• The fastest growing age demographic in the United States is aged 65 and older.
  • More than twenty six percent of the adult population has provided home care for a chronically ill and/or elderly family member within the past year. 
  • If the family member caregivers had been compensated at the market rate for in-home care services, their salaries would have totaled more than $300 billion dollars. 
  • Forty one million Americans have been diagnosed with a chronic condition that limits their activity. Of that number, an estimated twelve million are unable to live independently. 
  • Thirty three percent of non-institutionalized people aged 65 and older have limited activity levels due to a chronic health condition.
  • One third of family caregivers who perform wound dressings and/or medical equipment maintenance for their charges have received no instruction on how to properly perform the tasks. 
  • In 2000, 7.6 million people received some degree of in-home care services. This number reflects 2.5% of the US population.
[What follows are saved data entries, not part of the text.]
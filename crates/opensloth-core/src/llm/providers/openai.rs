use crate::llm::http_utils::{join_url, send_json_request};
use crate::llm::{
    generate_call_id, parse_tool_arguments, LlmError, LlmProvider, LlmResponse, Message, ToolCall,
    ToolDefinition,
};
use async_trait::async_trait;
use reqwest::Client as HttpClient;
use serde_json::{json, Value};
use tracing::debug;

const DEFAULT_BASE_URL: &str = "https://api.openai.com/v1";

#[derive(serde::Deserialize, Debug)]
struct LenientToolCallFunction {
    name: String,
    // Some OpenAI-compatible servers send an object instead of a string
    #[serde(default)]
    arguments: Value,
}

#[derive(serde::Deserialize, Debug)]
struct LenientToolCall {
    id: Option<String>,
    function: LenientToolCallFunction,
}

#[derive(serde::Deserialize, Debug)]
struct LenientMessage {
    content: Option<String>,
    tool_calls: Option<Vec<LenientToolCall>>,
}

#[derive(serde::Deserialize, Debug)]
struct LenientChoice {
    message: LenientMessage,
    finish_reason: Option<String>,
}

#[derive(serde::Deserialize, Debug)]
struct LenientResponse {
    choices: Vec<LenientChoice>,
}

/// LLM provider implementation for `OpenAI` chat completions
pub struct OpenAiProvider {
    http_client: HttpClient,
    api_key: String,
    model: String,
    base_url: String,
}

impl OpenAiProvider {
    /// Create a new `OpenAI` provider instance
    #[must_use]
    pub fn new(
        http_client: HttpClient,
        api_key: String,
        model: String,
        base_url: Option<String>,
    ) -> Self {
        Self {
            http_client,
            api_key,
            model,
            base_url: base_url.unwrap_or_else(|| DEFAULT_BASE_URL.to_string()),
        }
    }

    pub(crate) fn prepare_messages(system_prompt: &str, history: &[Message]) -> Vec<Value> {
        let mut messages = vec![json!({
            "role": "system",
            "content": system_prompt
        })];

        for msg in history {
            match msg.role.as_str() {
                "tool" => {
                    messages.push(json!({
                        "role": "tool",
                        "tool_call_id": msg.tool_call_id,
                        "content": msg.content
                    }));
                }
                "assistant" => {
                    let mut m = json!({
                        "role": "assistant",
                        "content": msg.content
                    });

                    if let Some(tool_calls) = &msg.tool_calls {
                        let api_tool_calls: Vec<Value> = tool_calls
                            .iter()
                            .map(|tc| {
                                json!({
                                    "id": tc.id,
                                    "type": "function",
                                    "function": {
                                        "name": tc.name,
                                        "arguments": tc.arguments_json()
                                    }
                                })
                            })
                            .collect();

                        m["tool_calls"] = json!(api_tool_calls);
                    }

                    messages.push(m);
                }
                _ => {
                    messages.push(json!({
                        "role": msg.role,
                        "content": msg.content
                    }));
                }
            }
        }
        messages
    }

    pub(crate) fn prepare_tools(tools: &[ToolDefinition]) -> Vec<Value> {
        tools
            .iter()
            .map(|t| {
                json!({
                    "type": "function",
                    "function": {
                        "name": t.name,
                        "description": t.description,
                        "parameters": t.parameters
                    }
                })
            })
            .collect()
    }

    fn parse_response(res_json: Value) -> Result<LlmResponse, LlmError> {
        let parsed: LenientResponse =
            serde_json::from_value(res_json).map_err(|e| LlmError::JsonError(e.to_string()))?;

        let choice = parsed
            .choices
            .into_iter()
            .next()
            .ok_or_else(|| LlmError::ApiError("Empty response".to_string()))?;

        debug!(
            finish_reason = choice.finish_reason.as_deref().unwrap_or("unknown"),
            "OpenAI response received"
        );

        let tool_calls = choice
            .message
            .tool_calls
            .unwrap_or_default()
            .into_iter()
            .map(|tc| {
                let arguments = match tc.function.arguments {
                    Value::String(raw) => parse_tool_arguments(&raw),
                    Value::Null => json!({}),
                    other => other,
                };
                ToolCall::new(
                    tc.id.unwrap_or_else(generate_call_id),
                    tc.function.name,
                    arguments,
                )
            })
            .collect();

        Ok(LlmResponse::from_parts(choice.message.content, tool_calls))
    }
}

#[async_trait]
impl LlmProvider for OpenAiProvider {
    fn name(&self) -> &'static str {
        "openai"
    }

    fn model(&self) -> String {
        self.model.clone()
    }

    /// Chat completion with function calling
    ///
    /// # Errors
    ///
    /// Returns `LlmError::NetworkError` on connectivity issues, `LlmError::ApiError` on non-success status codes,
    /// or `LlmError::JsonError` if parsing fails.
    async fn generate(
        &self,
        system_prompt: &str,
        messages: &[Message],
        tools: &[ToolDefinition],
    ) -> Result<LlmResponse, LlmError> {
        let url = join_url(&self.base_url, "chat/completions");

        let mut body = json!({
            "model": self.model,
            "messages": Self::prepare_messages(system_prompt, messages),
        });
        if !tools.is_empty() {
            body["tools"] = json!(Self::prepare_tools(tools));
            body["tool_choice"] = json!("auto");
        }

        let auth_header = format!("Bearer {}", self.api_key);
        let res_json =
            send_json_request(&self.http_client, &url, &body, Some(&auth_header), &[]).await?;

        Self::parse_response(res_json)
    }
}

#[cfg(test)]
mod tests {
    use super::*;

    #[test]
    fn test_prepare_messages_echoes_tool_calls() {
        let history = vec![
            Message::user("add Bob"),
            Message::assistant_with_tools(
                "",
                vec![ToolCall::new("call_1", "add_row", json!({"data": {"Name": "Bob"}}))],
            ),
            Message::tool("call_1", "add_row", r#"{"success":true}"#),
        ];

        let messages = OpenAiProvider::prepare_messages("system", &history);

        assert_eq!(messages.len(), 4);
        assert_eq!(messages[0]["role"], "system");
        assert_eq!(messages[2]["tool_calls"][0]["id"], "call_1");
        assert_eq!(
            messages[2]["tool_calls"][0]["function"]["arguments"],
            r#"{"data":{"Name":"Bob"}}"#
        );
        assert_eq!(messages[3]["role"], "tool");
        assert_eq!(messages[3]["tool_call_id"], "call_1");
    }

    #[test]
    fn test_parse_tool_calls_in_order() {
        let payload = json!({
            "choices": [{
                "finish_reason": "tool_calls",
                "message": {
                    "content": null,
                    "tool_calls": [
                        {"id": "a", "type": "function", "function": {"name": "read_sheet", "arguments": "{}"}},
                        {"id": "b", "function": {"name": "delete_row", "arguments": "{\"row\": 2}"}}
                    ]
                }
            }]
        });

        let response = OpenAiProvider::parse_response(payload).ok();
        let Some(LlmResponse::ToolCalls(calls)) = response else {
            panic!("expected tool calls");
        };
        assert_eq!(calls.len(), 2);
        assert_eq!(calls[0].name, "read_sheet");
        assert_eq!(calls[1].id, "b");
        assert_eq!(calls[1].arguments, json!({"row": 2}));
    }

    #[test]
    fn test_parse_final_message() {
        let payload = json!({
            "choices": [{"message": {"content": "All done"}, "finish_reason": "stop"}]
        });
        assert_eq!(
            OpenAiProvider::parse_response(payload).ok(),
            Some(LlmResponse::FinalMessage("All done".to_string()))
        );
    }

    #[test]
    fn test_empty_choices_is_an_error() {
        let payload = json!({"choices": []});
        assert!(matches!(
            OpenAiProvider::parse_response(payload),
            Err(LlmError::ApiError(_))
        ));
    }
}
Of that number, 69% were over the age of 65 and 64% were women.
  • In 2006, there were 37.3 million people aged 65 and older in the United States.
  • One in five households has someone who is providing caregiving services to a family member or loved one.
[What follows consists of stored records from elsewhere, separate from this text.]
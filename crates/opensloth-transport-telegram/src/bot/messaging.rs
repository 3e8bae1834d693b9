//! Reply formatting and delivery.
//!
//! Agent replies are Telegram HTML written by the model. They are split to
//! fit a message, sanitized, and sent with HTML parse mode. A part that
//! Telegram refuses to parse is sent again as plain text.

use super::resilient::send_message_resilient;
use crate::config::TELEGRAM_MESSAGE_LIMIT;
use opensloth_core::utils::{sanitize_html, split_long_message};
use teloxide::prelude::*;
use teloxide::types::{ChatId, ParseMode};
use teloxide::RequestError;
use tracing::warn;

/// One outgoing message in both renderings
#[derive(Debug, Clone, PartialEq, Eq)]
pub struct ReplyPart {
    /// Sanitized HTML
    pub html: String,
    /// Text as the model wrote it
    pub plain: String,
}

/// Split a reply into Telegram-sized parts.
///
/// ```
/// use opensloth_transport_telegram::bot::messaging::render_reply;
/// let parts = render_reply("<b>Done</b> & saved");
/// assert_eq!(parts[0].html, "<b>Done</b> &amp; saved");
/// ```
#[must_use]
pub fn render_reply(text: &str) -> Vec<ReplyPart> {
    split_long_message(text, TELEGRAM_MESSAGE_LIMIT)
        .into_iter()
        .filter(|part| !part.trim().is_empty())
        .map(|plain| ReplyPart {
            html: sanitize_html(&plain),
            plain,
        })
        .collect()
}

/// Send an agent reply, splitting it if needed.
///
/// # Errors
///
/// Returns the Telegram error when a part cannot be delivered in either
/// rendering.
pub async fn send_reply(bot: &Bot, chat_id: ChatId, text: &str) -> Result<(), RequestError> {
    for part in render_reply(text) {
        if let Err(e) =
            send_message_resilient(bot, chat_id, part.html.as_str(), Some(ParseMode::Html)).await
        {
            warn!(chat_id = chat_id.0, error = %e, "HTML reply rejected, sending plain text");
            send_message_resilient(bot, chat_id, part.plain, None).await?;
        }
    }
    Ok(())
}

#[cfg(test)]
mod tests {
    use super::*;

    #[test]
    fn test_short_reply_is_one_part() {
        let parts = render_reply("Added row <code>7</code> to <i>Tasks</i>");
        assert_eq!(parts.len(), 1);
        assert_eq!(parts[0].html, "Added row <code>7</code> to <i>Tasks</i>");
    }

    #[test]
    fn test_unknown_tags_are_escaped() {
        let parts = render_reply("<h1>Title</h1> 1 < 2");
        assert_eq!(parts[0].html, "&lt;h1&gt;Title&lt;/h1&gt; 1 &lt; 2");
        assert_eq!(parts[0].plain, "<h1>Title</h1> 1 < 2");
    }

    #[test]
    fn test_long_reply_is_split() {
        let text = "- Row with some content\n".repeat(400);
        let parts = render_reply(&text);
        assert!(parts.len() > 1);
        assert!(parts.iter().all(|p| p.plain.len() <= TELEGRAM_MESSAGE_LIMIT));
    }

    #[test]
    fn test_blank_reply_sends_nothing() {
        assert!(render_reply("  \n").is_empty());
    }
}
//! Agent module for spreadsheet conversations
//!
//! This module provides:
//! - A registry of tools the model may call, with argument validation
//! - The tool-calling loop that drives one user turn
//! - Per-chat conversation history and session locking
//! - The system prompt and the high-level [`SheetAgent`] entry point

/// High-level entry point used by transports
pub mod executor;
/// Bounded per-chat conversation history
pub mod memory;
/// System prompt composition
pub mod prompt;
/// Tool provider trait
pub mod provider;
/// Built-in tool providers
pub mod providers;
/// Registry for managing available tools
pub mod registry;
/// Core agent runner (execution loop)
pub mod runner;
/// Per-chat session state and locking
pub mod session_registry;
/// Tool execution bridge with timeout
pub mod tool_bridge;

pub use executor::{AgentOptions, SheetAgent, UserContext};
pub use memory::ConversationHistory;
pub use provider::ToolProvider;
pub use providers::{sheet_tools, SheetTarget, SheetsToolProvider};
pub use registry::ToolRegistry;
pub use runner::{run_turn, RunnerConfig, TurnOutcome};
pub use session_registry::{ChatSession, SessionRegistry};

use crate::llm::LlmError;
use crate::sheets::SheetsError;
use thiserror::Error;

/// Reasons a tool call fails. Serialized into the tool turn as `{"error": ...}`.
#[derive(Debug, Error)]
pub enum ToolError {
    /// No provider offers the tool
    #[error("Unknown tool: {0}")]
    UnknownTool(String),
    /// Arguments were not a JSON object
    #[error("Arguments for '{tool}' must be a JSON object")]
    InvalidArguments {
        /// Tool name
        tool: String,
    },
    /// A required parameter is absent or null
    #[error("Missing required argument '{param}' for '{tool}'")]
    MissingArgument {
        /// Tool name
        tool: String,
        /// Parameter name
        param: String,
    },
    /// A parameter has the wrong JSON type
    #[error("Argument '{param}' for '{tool}' must be {expected}")]
    WrongType {
        /// Tool name
        tool: String,
        /// Parameter name
        param: String,
        /// Declared type
        expected: String,
    },
    /// Execution exceeded the tool timeout
    #[error("Tool '{tool}' timed out after {ms} ms")]
    Timeout {
        /// Tool name
        tool: String,
        /// Timeout that elapsed, in milliseconds
        ms: u128,
    },
    /// The spreadsheet operation failed
    #[error(transparent)]
    Sheets(#[from] SheetsError),
}

/// Failure of a whole turn
#[derive(Debug, Error)]
pub enum AgentError {
    /// The model provider could not be reached or answered unusably
    #[error("LLM error: {0}")]
    Llm(#[from] LlmError),
}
  • Patients who receive in-home care services following an illness or condition that required hospitalization are less likely to be readmitted to the hospital citing complications.
  • In 2007, there were 9,284 Medicare certified home care agencies in the country.
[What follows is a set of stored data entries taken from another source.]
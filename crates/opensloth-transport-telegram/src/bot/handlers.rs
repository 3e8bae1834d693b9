use super::messaging::send_reply;
use anyhow::Result;
use opensloth_core::agent::{AgentError, SheetAgent, UserContext};
use opensloth_core::utils::truncate_str;
use std::sync::Arc;
use std::time::Instant;
use teloxide::{
    prelude::*,
    types::{ChatAction, ParseMode},
    utils::command::BotCommands,
};
use tracing::{debug, error, info};

/// Reply when the model provider cannot be reached
pub const LLM_FAILURE_REPLY: &str =
    "I'm having trouble connecting to the AI service right now. Please try again in a moment.";
/// Reply when a turn fails for any other reason
pub const GENERIC_FAILURE_REPLY: &str =
    "Something unexpected went wrong. Please try again or contact support if the issue persists.";
/// Reply to senders outside the allow-list
pub const ACCESS_DENIED_REPLY: &str = "Access denied. You are not authorized to use this bot.";

/// Supported commands for the bot
#[derive(BotCommands, Clone, Debug, PartialEq, Eq)]
#[command(rename_rule = "lowercase", description = "Supported commands:")]
pub enum Command {
    /// Show the welcome message
    #[command(description = "Start the bot.")]
    Start,
    /// Show usage examples
    #[command(description = "Show usage examples.")]
    Help,
    /// Forget the chat history and the opened sheet
    #[command(description = "Clear chat history and close the opened sheet.")]
    Clear,
}

/// Safe extraction of user ID from a message.
/// Returns 0 if the user information is missing.
pub fn get_user_id_safe(msg: &Message) -> i64 {
    msg.from.as_ref().map_or(0, |u| u.id.0.cast_signed())
}

/// Username or first name of the sender, for logs
pub fn get_user_name(msg: &Message) -> String {
    if let Some(ref user) = msg.from {
        if let Some(ref username) = user.username {
            return username.clone();
        }
        if !user.first_name.is_empty() {
            return user.first_name.clone();
        }
    }
    "Unknown".to_string()
}

/// Sender identity handed to the agent
pub fn user_context(msg: &Message) -> UserContext {
    msg.from
        .as_ref()
        .map_or_else(UserContext::default, |u| UserContext {
            user_id: u.id.0.cast_signed(),
            username: u.username.clone(),
            first_name: Some(u.first_name.clone()),
            last_name: u.last_name.clone(),
        })
}

fn share_target(service_email: &str) -> &str {
    if service_email.trim().is_empty() {
        "the service account"
    } else {
        service_email
    }
}

/// HTML text for `/start`
#[must_use]
pub fn welcome_text(service_email: &str) -> String {
    let email = share_target(service_email);
    format!(
        "<b>Welcome to OpenSloth!</b>\n\n\
         I can read and write to any Google Sheet you share with me.\n\n\
         <b>To give me access to a sheet:</b>\n\
         1. Open your Google Sheet\n\
         2. Click \"Share\" button\n\
         3. Add this email as Editor:\n\
         <code>{email}</code>\n\n\
         <b>What I can do:</b>\n\
         - Read data from any sheet\n\
         - Add, update, or delete rows\n\
         - Search across worksheets\n\
         - Work with multiple sheets\n\n\
         <b>Quick commands:</b>\n\
         - \"Show me all data\"\n\
         - \"Add a row with Name: John, Status: Active\"\n\
         - \"Open [paste sheet URL]\" - to switch sheets\n\n\
         Use /help for more examples."
    )
}

/// HTML text for `/help`
#[must_use]
pub fn help_text(service_email: &str) -> String {
    let email = share_target(service_email);
    format!(
        "<b>OpenSloth Help</b>\n\n\
         <b>Sharing a Sheet:</b>\n\
         Share your Google Sheet with:\n\
         <code>{email}</code>\n\
         (Give \"Editor\" access for read+write)\n\n\
         <b>Reading Data:</b>\n\
         - \"Show me all data\"\n\
         - \"What's in the sheet?\"\n\
         - \"Search for John\"\n\n\
         <b>Adding Data:</b>\n\
         - \"Add a row with Name: John, Email: john@example.com\"\n\n\
         <b>Updating Data:</b>\n\
         - \"Update row 3, set Status to Done\"\n\
         - \"Change row 5 Name to Jane\"\n\n\
         <b>Deleting Data:</b>\n\
         - \"Delete row 4\"\n\n\
         <b>Working with Multiple Sheets:</b>\n\
         - \"What sheets do I have access to?\"\n\
         - \"Open https://docs.google.com/spreadsheets/d/...\"\n\
         - \"List all worksheets\"\n\n\
         <b>Tips:</b>\n\
         - Row numbers start at 1 (after header)\n\
         - /clear forgets this chat and closes the opened sheet\n\
         - Just describe what you want in plain English!"
    )
}

/// Run one agent turn and turn the outcome into the text to send.
///
/// The turn runs in its own task, so a panic inside it becomes the generic
/// failure reply instead of taking the handler down.
pub async fn answer(agent: Arc<SheetAgent>, chat_id: i64, user: UserContext, text: String) -> String {
    let user_id = user.user_id;
    let turn = tokio::spawn(async move { agent.process_message(chat_id, &user, &text).await });

    match turn.await {
        Ok(Ok(reply)) => reply,
        Ok(Err(AgentError::Llm(e))) => {
            error!(chat_id, user_id, error = %e, "LLM error");
            LLM_FAILURE_REPLY.to_string()
        }
        Err(e) => {
            error!(chat_id, user_id, error = %e, "Unexpected error handling message");
            GENERIC_FAILURE_REPLY.to_string()
        }
    }
}

/// Start command handler
///
/// # Errors
///
/// Returns an error if the welcome message cannot be sent.
pub async fn start(bot: Bot, msg: Message, agent: Arc<SheetAgent>) -> Result<()> {
    let user_id = get_user_id_safe(&msg);
    bot.send_message(msg.chat.id, welcome_text(&agent.service_account_email()))
        .parse_mode(ParseMode::Html)
        .await?;
    info!(user_id, "User started the bot");
    Ok(())
}

/// Help command handler
///
/// # Errors
///
/// Returns an error if the help message cannot be sent.
pub async fn help(bot: Bot, msg: Message, agent: Arc<SheetAgent>) -> Result<()> {
    let user_id = get_user_id_safe(&msg);
    bot.send_message(msg.chat.id, help_text(&agent.service_account_email()))
        .parse_mode(ParseMode::Html)
        .await?;
    info!(user_id, "User requested help");
    Ok(())
}

/// Clear context handler
///
/// # Errors
///
/// Returns an error if the confirmation cannot be sent.
pub async fn clear(bot: Bot, msg: Message, agent: Arc<SheetAgent>) -> Result<()> {
    let user_id = get_user_id_safe(&msg);
    let chat_id = msg.chat.id.0;

    if agent.sessions().is_busy(&chat_id).await {
        bot.send_message(msg.chat.id, "Still working on your last request, try again when it finishes.")
            .await?;
        return Ok(());
    }

    agent.reset(chat_id).await;
    info!(user_id, chat_id, "Chat history cleared");
    bot.send_message(msg.chat.id, "<b>Chat history cleared.</b>")
        .parse_mode(ParseMode::Html)
        .await?;
    Ok(())
}

/// Text message handler
///
/// # Errors
///
/// Returns an error if the reply cannot be delivered.
pub async fn handle_text(bot: Bot, msg: Message, agent: Arc<SheetAgent>) -> Result<()> {
    let Some(text) = msg.text().map(ToString::to_string) else {
        return Ok(());
    };
    let user = user_context(&msg);
    let user_id = user.user_id;
    let chat_id = msg.chat.id.0;

    info!(
        user_id,
        chat_id,
        user_name = %get_user_name(&msg),
        text = %truncate_str(&text, 100),
        "Received message"
    );

    if let Err(e) = bot.send_chat_action(msg.chat.id, ChatAction::Typing).await {
        debug!(chat_id, error = %e, "Failed to send typing action");
    }

    let started = Instant::now();
    let reply = answer(agent, chat_id, user, text).await;
    send_reply(&bot, msg.chat.id, &reply).await?;

    info!(
        user_id,
        chat_id,
        duration_ms = started.elapsed().as_millis(),
        "Sent response"
    );
    Ok(())
}

#[cfg(test)]
mod tests {
    use super::*;

    #[test]
    fn test_commands_parse() {
        assert_eq!(Command::parse("/start", "sloth_bot").ok(), Some(Command::Start));
        assert_eq!(Command::parse("/help@sloth_bot", "sloth_bot").ok(), Some(Command::Help));
        assert_eq!(Command::parse("/clear", "sloth_bot").ok(), Some(Command::Clear));
        assert!(Command::parse("/stats", "sloth_bot").is_err());
    }

    #[test]
    fn test_texts_include_service_email() {
        let email = "sloth@project.iam.gserviceaccount.com";
        assert!(welcome_text(email).contains("<code>sloth@project.iam.gserviceaccount.com</code>"));
        assert!(help_text(email).contains("<code>sloth@project.iam.gserviceaccount.com</code>"));
        assert!(welcome_text("").contains("<code>the service account</code>"));
    }
}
  • Ten percent of clients pay for their in-home care expenses out of pocket, without assistance from governmental programs or insurance. 
  • In 2006, there were 867,100 caregivers and support staff employed by home care agencies.
  • By 2007, that number had increased to 913,300.
  • In 2006, the number of discharges of patients aged 65 or older from non-federal hospitals was 13.1 million.
  • In 2004, there were 16,100 nursing homes in the United States with a combined total of 1.7 million beds.
  • The average occupancy rate of nursing homes remains steady at eighty six percent. 
  • In 2004, nursing homes reported a combined total of 1.5 million residents. The average length of stay since the date they were admitted to the facility was approximately 835 days.